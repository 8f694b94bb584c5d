use crate::{helpers, DistanceFunction, EmptyClusterPolicy, Error, EuclideanDistance, Initialization, Point, Primitive, Result};
use std::cell::RefCell;
use std::ops::DerefMut;
use rand::prelude::*;

pub type InitDoneCallbackFn<'a, T> = &'a dyn Fn(&EngineState<T>);
pub type IterationDoneCallbackFn<'a, T> = &'a dyn Fn(&EngineState<T>, usize, T);

/// This is a structure holding various configuration options for a clustering run, such as
/// the random number generator to use, the convergence threshold, or a couple of callbacks, that can be set to get
/// status information from a running engine.
///
/// For a more detailed information about all possible options, have a look at [`KMeansConfigBuilder`].
pub struct KMeansConfig<'a, T: Primitive> {
    /// Callback that is called, when the initialization phase finished
    /// ## Arguments
    /// - **state**: Current [`EngineState`] after the initialization
    pub(crate) init_done: InitDoneCallbackFn<'a, T>,
    /// Callback that is called after each iteration
    /// ## Arguments
    /// - **state**: Current [`EngineState`] after the iteration
    /// - **iteration_id**: Number of the current iteration
    /// - **distsum**: New distance sum (**state** contains the distsum from the previous iteration)
    pub(crate) iteration_done: IterationDoneCallbackFn<'a, T>,
    /// Random number generator to use
    pub(crate) rnd: Box<RefCell<dyn RngCore>>,
    /// A centroid moving farther than this counts as changed
    pub(crate) convergence_threshold: T,
    /// What happens to clusters without samples
    pub(crate) empty_cluster_policy: EmptyClusterPolicy,
    /// Upper bound for [`crate::Session::run_to_convergence`]
    pub(crate) max_steps: Option<usize>
}
impl<'a, T: Primitive> Default for KMeansConfig<'a, T> {
    fn default() -> Self {
        Self {
            init_done: &|_| {},
            iteration_done: &|_,_,_| {},
            rnd: Box::new(RefCell::new(rand::thread_rng())),
            convergence_threshold: T::from(1e-4).unwrap_or_else(T::epsilon),
            empty_cluster_policy: EmptyClusterPolicy::default(),
            max_steps: None
        }
    }
}
impl<'a, T: Primitive> KMeansConfig<'a, T> {
    /// Use the [`KMeansConfigBuilder`] to build a [`KMeansConfig`] instance.
    pub fn build() -> KMeansConfigBuilder<'a, T> {
        KMeansConfigBuilder { config: KMeansConfig::default() }
    }
    pub fn convergence_threshold(&self) -> T { self.convergence_threshold }
    pub fn empty_cluster_policy(&self) -> EmptyClusterPolicy { self.empty_cluster_policy }
    pub fn max_steps(&self) -> Option<usize> { self.max_steps }
}
impl<'a, T: Primitive> std::fmt::Debug for KMeansConfig<'a, T> {
    fn fmt(&self, f: &mut std::fmt::Formatter<'_>) -> std::fmt::Result {
        f.debug_struct("KMeansConfig")
            .field("convergence_threshold", &self.convergence_threshold)
            .field("empty_cluster_policy", &self.empty_cluster_policy)
            .field("max_steps", &self.max_steps)
            .finish()
    }
}

pub struct KMeansConfigBuilder<'a, T: Primitive> {
    config: KMeansConfig<'a, T>
}
impl<'a, T: Primitive> KMeansConfigBuilder<'a, T> {
    /// Set the callback that should be called after the centroid initialization, before the first iteration.
    pub fn init_done(mut self, init_done: InitDoneCallbackFn<'a, T>) -> Self {
        self.config.init_done = init_done; self
    }
    /// Set the callback that should be called after each iteration.
    pub fn iteration_done(mut self, iteration_done: IterationDoneCallbackFn<'a, T>) -> Self {
        self.config.iteration_done = iteration_done; self
    }
    /// Set the random number generator that should be used for the centroid initialization.
    /// Use a seeded generator for deterministically repeatable results.
    pub fn random_generator<R: RngCore + 'static>(mut self, rnd: R) -> Self {
        self.config.rnd = Box::new(RefCell::new(rnd)); self
    }
    /// Set the distance a centroid has to move within one iteration to count as changed.
    /// ## Default
    /// `1e-4`
    pub fn convergence_threshold(mut self, threshold: T) -> Self {
        self.config.convergence_threshold = threshold; self
    }
    /// Set the policy for clusters that lost all of their samples. For more information,
    /// see documentation of [`EmptyClusterPolicy`].
    /// ## Default
    /// [`EmptyClusterPolicy::Freeze`]
    pub fn empty_cluster_policy(mut self, policy: EmptyClusterPolicy) -> Self {
        self.config.empty_cluster_policy = policy; self
    }
    /// Limit the amount of steps [`crate::Session::run_to_convergence`] takes before giving up.
    pub fn max_steps(mut self, max_steps: usize) -> Self {
        self.config.max_steps = Some(max_steps); self
    }
    /// Return the internally built configuration structure.
    pub fn build(self) -> KMeansConfig<'a, T> { self.config }
}


/// Explicit lifecycle of a [`ClusterEngine`].
#[derive(Clone, Copy, Debug, PartialEq, Eq)]
pub enum Phase {
    /// Centroids were initialized and assigned, no iteration ran yet
    Initialized,
    /// At least one iteration ran, and the last one still moved a centroid
    Iterating,
    /// The last iteration did not move any centroid beyond the threshold
    Converged
}


/// The state of a running clustering, as returned by the API.
/// All mutations are done in this structure. It is replaced wholesale on each iteration, so centroids and
/// assignments are always consistent with each other.
///
/// ## Generics
/// - **T**: Underlying primitive type that was used for the calculation
///
/// ## Fields
/// - **k**: The amount of clusters (the amount of seeds, for manual initialization)
/// - **distsum**: The total sum of squared distances from all samples to their respective centroids
/// - **centroids**: Current cluster centers, the index is the cluster id
/// - **centroid_frequency**: Amount of samples in each cluster
/// - **assignments**: Vector mapping each sample to its nearest cluster
/// - **centroid_distances**: Vector containing each sample's distance to its centroid
/// - **converged**: Whether the most recent iteration left all centroids in place
/// - **iteration**: Amount of iterations run so far
#[derive(Clone, Debug, PartialEq)]
pub struct EngineState<T: Primitive> {
    pub k: usize,
    pub distsum: T,
    pub centroids: Vec<Point<T>>,
    pub centroid_frequency: Vec<usize>,
    pub assignments: Vec<usize>,
    pub centroid_distances: Vec<T>,
    pub converged: bool,
    pub iteration: usize
}
impl<T: Primitive> EngineState<T> {
    pub(crate) fn new(sample_cnt: usize, centroids: Vec<Point<T>>) -> Self {
        let k = centroids.len();
        Self {
            k,
            distsum: T::infinity(),
            centroids,
            centroid_frequency: vec![0usize;k],
            assignments: vec![0usize;sample_cnt],
            centroid_distances: vec![T::infinity();sample_cnt],
            converged: false,
            iteration: 0
        }
    }

    pub fn phase(&self) -> Phase {
        match (self.iteration, self.converged) {
            (0, _) => Phase::Initialized,
            (_, false) => Phase::Iterating,
            (_, true) => Phase::Converged
        }
    }
}


/// Assign every point to its nearest centroid.
///
/// Centroids are scanned left to right, a later centroid has to be strictly closer to win. Ties therefore
/// go to the lower cluster index.
pub fn assign_clusters<T, D>(points: &[Point<T>], centroids: &[Point<T>], distance: &D) -> Vec<usize>
        where T: Primitive, D: DistanceFunction<T> {
    points.iter().map(|p| helpers::nearest_centroid(p, centroids, distance).0).collect()
}


/// Entrypoint of this crate's engine API.
///
/// A [`ClusterEngine`] owns a fixed dataset, the current centroids and the cluster assignment of every sample.
/// It is created initialized (centroids drawn, samples assigned) and then advanced one Lloyd iteration
/// at a time with [`ClusterEngine::iterate`].
///
/// ## Supported initialization methods
/// - Random-Sample [`Initialization::RandomSample`]
/// - Farthest-First [`Initialization::FarthestFirst`]
/// - K-Mean++ [`Initialization::KMeansPlusPlus`]
/// - Manual [`Initialization::Manual`]
///
/// ## Example
/// ```rust
/// use stepmeans::*;
/// use rand::prelude::*;
///
/// let samples = points(&[(0.0f64, 0.0), (0.0, 1.0), (10.0, 10.0), (10.0, 11.0)]);
/// let conf = KMeansConfig::build().random_generator(StdRng::seed_from_u64(42)).build();
/// let mut engine = ClusterEngine::new(samples, 2, &Initialization::FarthestFirst, &conf).unwrap();
/// while !engine.has_converged() {
///     engine.iterate();
/// }
/// println!("Centroids: {:?}", engine.centroids());
/// println!("Cluster-Assignments: {:?}", engine.assignments());
/// ```
pub struct ClusterEngine<'a, T: Primitive, D: DistanceFunction<T> = EuclideanDistance> {
    pub(crate) points: Vec<Point<T>>,
    pub(crate) distance: D,
    pub(crate) state: EngineState<T>,
    pub(crate) convergence_threshold: T,
    pub(crate) empty_cluster_policy: EmptyClusterPolicy,
    pub(crate) iteration_done: IterationDoneCallbackFn<'a, T>
}
impl<'a, T: Primitive> ClusterEngine<'a, T, EuclideanDistance> {
    /// Create a new engine using the euclidean distance.
    ///
    /// ## Arguments
    /// - **points**: The dataset, owned by the engine for the whole run
    /// - **k**: Amount of clusters to search for (ignored by [`Initialization::Manual`], which uses the seed count)
    /// - **init**: Initialization-Method to use for the initial centroids
    /// - **config**: [`KMeansConfig`] instance; its random generator is only used during this call
    pub fn new(points: Vec<Point<T>>, k: usize, init: &Initialization<T>, config: &KMeansConfig<'a, T>) -> Result<Self> {
        Self::with_distance(points, k, init, EuclideanDistance, config)
    }
}
impl<'a, T: Primitive, D: DistanceFunction<T>> ClusterEngine<'a, T, D> {
    /// Same as [`ClusterEngine::new`], using a custom distance function.
    pub fn with_distance(points: Vec<Point<T>>, k: usize, init: &Initialization<T>, distance: D, config: &KMeansConfig<'a, T>) -> Result<Self> {
        if k < 1 {
            return Err(Error::InvalidClusterCount { k });
        }
        if points.is_empty() {
            return Err(Error::EmptyDataset);
        }
        if let Initialization::Manual(seeds) = init {
            if seeds.is_empty() {
                return Err(Error::NoSeeds);
            }
        }

        let centroids = init.initialize(&points, k, &distance, config.rnd.borrow_mut().deref_mut());
        log::debug!("initialized {} centroids using {}: {:?}", centroids.len(), init.name(), centroids);

        let mut engine = Self {
            state: EngineState::new(points.len(), centroids),
            points,
            distance,
            convergence_threshold: config.convergence_threshold,
            empty_cluster_policy: config.empty_cluster_policy,
            iteration_done: config.iteration_done
        };
        engine.state.distsum = engine.update_cluster_assignments();
        (config.init_done)(&engine.state);
        Ok(engine)
    }

    /// Recompute the assignment of every sample against the current centroids, together with
    /// per-sample distances and cluster frequencies.
    /// ## Returns
    /// The new distance sum, which is not yet stored into the state.
    pub(crate) fn update_cluster_assignments(&mut self) -> T {
        let state = &mut self.state;
        let (centroids, distance) = (&state.centroids, &self.distance);
        self.points.iter()
            .zip(state.assignments.iter_mut())
            .zip(state.centroid_distances.iter_mut())
            .for_each(|((p, assignment), centroid_dist)| {
                let (best_idx, best_dist) = helpers::nearest_centroid(p, centroids, distance);
                *assignment = best_idx;
                *centroid_dist = best_dist;
            });
        Self::update_cluster_frequencies(&state.assignments, &mut state.centroid_frequency);
        state.centroid_distances.iter().map(|&d| d * d).sum()
    }

    pub(crate) fn update_cluster_frequencies(assignments: &[usize], centroid_frequency: &mut[usize]) -> usize {
        centroid_frequency.iter_mut().for_each(|v| *v = 0);
        let mut used_centroids_cnt = 0;
        assignments.iter().cloned()
            .for_each(|centroid_id| {
                if centroid_frequency[centroid_id] == 0 {
                    used_centroids_cnt += 1; // Count the amount of centroids with more than 0 samples
                }
                centroid_frequency[centroid_id] += 1;
            });
        used_centroids_cnt
    }

    /// Perform exactly one Lloyd iteration: move every centroid to the mean of its samples, then reassign
    /// all samples against the moved centroids.
    ///
    /// Calling this after convergence is allowed; nothing moves and the engine stays converged.
    /// ## Returns
    /// The state after the iteration.
    pub fn iterate(&mut self) -> &EngineState<T> {
        crate::variants::Lloyd::step(self);
        &self.state
    }

    /// Whether the most recent [`ClusterEngine::iterate`] left all centroids in place.
    /// `false` before the first iteration.
    pub fn has_converged(&self) -> bool { self.state.converged }

    pub fn phase(&self) -> Phase { self.state.phase() }

    pub fn state(&self) -> &EngineState<T> { &self.state }

    pub fn into_state(self) -> EngineState<T> { self.state }

    pub fn centroids(&self) -> &[Point<T>] { &self.state.centroids }

    pub fn assignments(&self) -> &[usize] { &self.state.assignments }

    pub fn points(&self) -> &[Point<T>] { &self.points }

    pub fn k(&self) -> usize { self.state.k }

    /// Total sum of squared distances from all samples to their assigned centroids.
    pub fn distsum(&self) -> T { self.state.distsum }
}
impl<'a, T: Primitive, D: DistanceFunction<T>> std::fmt::Debug for ClusterEngine<'a, T, D> {
    fn fmt(&self, f: &mut std::fmt::Formatter<'_>) -> std::fmt::Result {
        f.debug_struct("ClusterEngine")
            .field("sample_cnt", &self.points.len())
            .field("state", &self.state)
            .finish()
    }
}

● WORK INSTRUCTION:
Using the listing above, return word for word each line from the one that has "where T: Primitive, D: DistanceFunction<T>" through the one that has "advanced one Lloyd iteration", and no line outside that range.

● RESPONSE BELOW:
        where T: Primitive, D: DistanceFunction<T> {
    points.iter().map(|p| helpers::nearest_centroid(p, centroids, distance).0).collect()
}


/// Entrypoint of this crate's engine API.
///
/// A [`ClusterEngine`] owns a fixed dataset, the current centroids and the cluster assignment of every sample.
/// It is created initialized (centroids drawn, samples assigned) and then advanced one Lloyd iteration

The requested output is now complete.